The MOOC revolution is much larger than Coursera and EdX. These two providers are doing interesting work on peer assessment and learning analytics, but they are largely void of the really interesting connectivist MOOC experiments in addition to experiments in the mildly massive open online courses of several hundred to a thousand. There are well over a hundred distinct MOOC providers, but most media outlets and many academic conversations continue to carry on as if these others don’t exist. That would be like judging higher education institutions as a whole by only writing about the two largest ones, which would be Gandhi National Open University (4 million students) and Anadolu University in Turkey (nearing 2 million students). If we went down to the top twelve largest Universities in the world, the list would still not include a single University in the United States or Western Europe. While we could certainly learn new and interesting things by studying and talking about these two massive Universities, it would be a mistake to make all our conclusion about the nature of higher education by writing and talking only about them. Yet, that is exactly what we are doing in the MOOC conversation.
This first mistake leads to others, like describing MOOCs as only having the features of what is seen in Coursera and EdX courses. And that it a bit like critiquing all courses or classrooms by only studying a handful of classes in a couple of schools. Not all classes are alike. Not all MOOCs are alike. They can be as varied as face-to-face learning experiences. Consider the differences between a massive survey course at a major University that includes several hundred students and a upper level elective. Compare those to a doctoral level seminar of 5-10 students. Compare each of those to a physiology course that entails significant time in a cadaver lab. They are all “courses”, but the differences are significant. Yet, the public conversation about MOOCs too often treats anything with the name MOOC as having the same basic format and features.

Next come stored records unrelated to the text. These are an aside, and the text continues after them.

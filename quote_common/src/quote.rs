//! Quote-service reply pairs and durable price observations.
//!
//! A `QuotePair` is what the quote service sends back for one market: the
//! exchange-qualified pair symbol and its last price as a decimal string. A
//! `PriceObservation` is the record the ingestor persists, with the price
//! converted to fixed-point and truncated to [`PRICE_SCALE`] fractional digits.

use std::str::FromStr;

use chrono::{DateTime, Utc};
use rust_decimal::{Decimal, RoundingStrategy};
use serde::{Deserialize, Serialize};

use crate::error::PipelineError;
use crate::symbol::strip_quote;

/// Number of fractional digits kept for stored prices.
pub const PRICE_SCALE: u32 = 8;

/// Reply unit of the batch price endpoint.
#[derive(Debug, Clone, PartialEq, Eq, Serialize, Deserialize)]
pub struct QuotePair {
    /// Pair symbol (e.g. `BTCUSDT`).
    pub symbol: String,
    /// Last price as sent by the service.
    pub price: String,
}

impl QuotePair {
    /// Creates a pair from anything string-like.
    pub fn new(symbol: impl Into<String>, price: impl Into<String>) -> Self {
        Self {
            symbol: symbol.into(),
            price: price.into(),
        }
    }
}

/// Durable price record, unique per `(base_symbol, quote_symbol, observed_at)`.
#[derive(Debug, Clone, PartialEq, Eq, Serialize, Deserialize)]
pub struct PriceObservation {
    /// Tracked ticker (e.g. `BTC`).
    pub base_symbol: String,
    /// Settlement currency (e.g. `USDT`).
    pub quote_symbol: String,
    /// Price truncated to at most eight fractional digits.
    pub price: Decimal,
    /// Time the reply was converted, not the exchange timestamp.
    pub observed_at: DateTime<Utc>,
}

impl PriceObservation {
    /// Converts a quote-service pair into an observation priced in `quote`.
    pub fn from_pair(
        pair: &QuotePair,
        quote: &str,
        observed_at: DateTime<Utc>,
    ) -> Result<Self, PipelineError> {
        Ok(Self {
            base_symbol: strip_quote(&pair.symbol, quote).to_string(),
            quote_symbol: quote.to_string(),
            price: parse_price(&pair.price)?,
            observed_at,
        })
    }
}

/// Parses a decimal price string and truncates it toward zero to
/// [`PRICE_SCALE`] fractional digits.
///
/// Extra fractional digits are cut from the text before parsing, since
/// `Decimal` rounds inputs longer than its 28-digit mantissa.
pub fn parse_price(text: &str) -> Result<Decimal, PipelineError> {
    let trimmed = text.trim();
    let kept = match trimmed.split_once('.') {
        Some((int, frac)) if frac.is_ascii() && frac.len() > PRICE_SCALE as usize => {
            &trimmed[..int.len() + 1 + PRICE_SCALE as usize]
        }
        _ => trimmed,
    };
    let value = Decimal::from_str(kept)
        .map_err(|e| PipelineError::Conversion(format!("{text:?}: {e}")))?;
    Ok(value.round_dp_with_strategy(PRICE_SCALE, RoundingStrategy::ToZero))
}
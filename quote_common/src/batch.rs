//! Partitioning of tracked symbols into quote-service batches.
//!
//! The batch endpoint accepts at most [`MAX_BATCH_SIZE`] pair symbols per call,
//! encoded as a JSON array of strings (`["BTCUSDT","ETHUSDT"]`).

use crate::symbol::Symbol;

/// Largest number of symbols sent in one quote-service call.
pub const MAX_BATCH_SIZE: usize = 20;

/// Splits `symbols` into contiguous, in-order batches of at most `size` entries.
///
/// Every symbol appears in exactly one batch; only the last batch may be short.
/// An empty input yields no batches. A `size` of zero is treated as one.
pub fn partition(symbols: &[Symbol], size: usize) -> Vec<&[Symbol]> {
    symbols.chunks(size.max(1)).collect()
}

/// Encodes a batch as the service's `symbols` query value.
pub fn encode_batch_query(batch: &[Symbol], quote: &str) -> String {
    let pairs: Vec<String> = batch.iter().map(|s| s.pair_with(quote)).collect();
    // A Vec<String> always serializes.
    serde_json::to_string(&pairs).unwrap_or_else(|_| String::from("[]"))
}
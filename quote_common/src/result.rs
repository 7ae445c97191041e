//! Result type alias shared across the workspace.
//!
//! This module defines a convenient alias that defaults the error type to the
//! common `PipelineError`, so functions can simply return `Result<T>`.
use crate::error::PipelineError;

/// Workspace-wide `Result` alias with `PipelineError` as the default error.
pub type Result<T, E = PipelineError> = std::result::Result<T, E>;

So, this post is my plea to broaden the conversation, to start exploring, discussing and reporting on independent MOOCs, those running in places like Coursera and EdX, but also the many other MOOCS running through providers like NovoEd, Udacity, FutureLearn, iversity, Canvas, Class2Go (merging with EdX), P2PU, Eliademy, Veduca, Amplify, BlendedSchools, Edraak, iMooX, Luxvera, Open2Study, OpenLearning, OpenUpEd along with the list of MOOCs provided at www.connectivistmoocs.org.